Assessment of the Fe-Si-B eutectic composition using calorimetry and microstructural analysis

Abstract

Eutectic compositions in potentially glass forming binary or ternary alloy systems are usually the starting point to identify metallic liquids in search of an increased glass-forming ability (GFA). The Fe-Si-B ternary system has great potential if it could be additively manufactured via laser bed powder fusion into large, intricate soft magnetic parts for using in highly energy-efficient devices such as motors. However, the GFA of the currently available alloys is low to print fully amorphous parts, making alloy development necessary. Therefore, this study assesses Fe-rich Fe-Si-B alloys in term of eutectic point, which has not been accurately explored over the past four decades. A combination of differential thermal analysis, phase analysis via X-ray diffraction, and microstructural characterization through optical microscopy and scanning electron microscopy in the relevant composition range reveals that the eutectic composition of the Fe-Si-B system with a high Fe content is found to be at or close to Fe77Si11B12 at% with a eutectic temperature of 1388 K (1115 ◦C). Thermal analyses and microstructural studies reveal a sharp melting peak and a well-defined phase transition into the distinct eutectic lamellae, composed of Fe2B and α-Fe/Fe3Si.

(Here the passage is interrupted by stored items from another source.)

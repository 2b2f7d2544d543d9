//! Error types for the CLI.

use crate::config::ConfigError;

/// Errors that end a CLI run.
#[derive(Debug, thiserror::Error)]
pub enum CliError {
    /// Settings file could not be loaded.
    #[error("Config error: {0}")]
    Config(#[from] ConfigError),

    /// Settings file has error-level issues.
    #[error("Invalid configuration ({0} error(s)); run `shaper config validate`")]
    InvalidConfig(usize),

    /// Input file could not be read.
    #[error("Failed to read {path}: {source}")]
    Input {
        /// File that failed.
        path: String,
        /// Underlying error.
        source: std::io::Error,
    },

    /// Output could not be serialized.
    #[error("Failed to serialize output: {0}")]
    Output(#[from] serde_json::Error),

    /// Library error (configuration, input, template).
    #[error(transparent)]
    Shaper(#[from] shaper::Error),
}

/// Result type for CLI operations.
pub type Result<T> = std::result::Result<T, CliError>;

Deviations from the eutectic composition either at Si-rich or at B-rich side result in the formation of primary simple dendritic (Fe3Si) or faceted dendritic (Fe2B) phases, respectively, which precede eutectic solidification. The GFA study using high-energy XRD of the cast plates reveals that the eutectic composition does not necessarily exhibit the maximum critical casting thickness and GFA can be enhanced by strong glass-forming elements in off-eutectic compositions.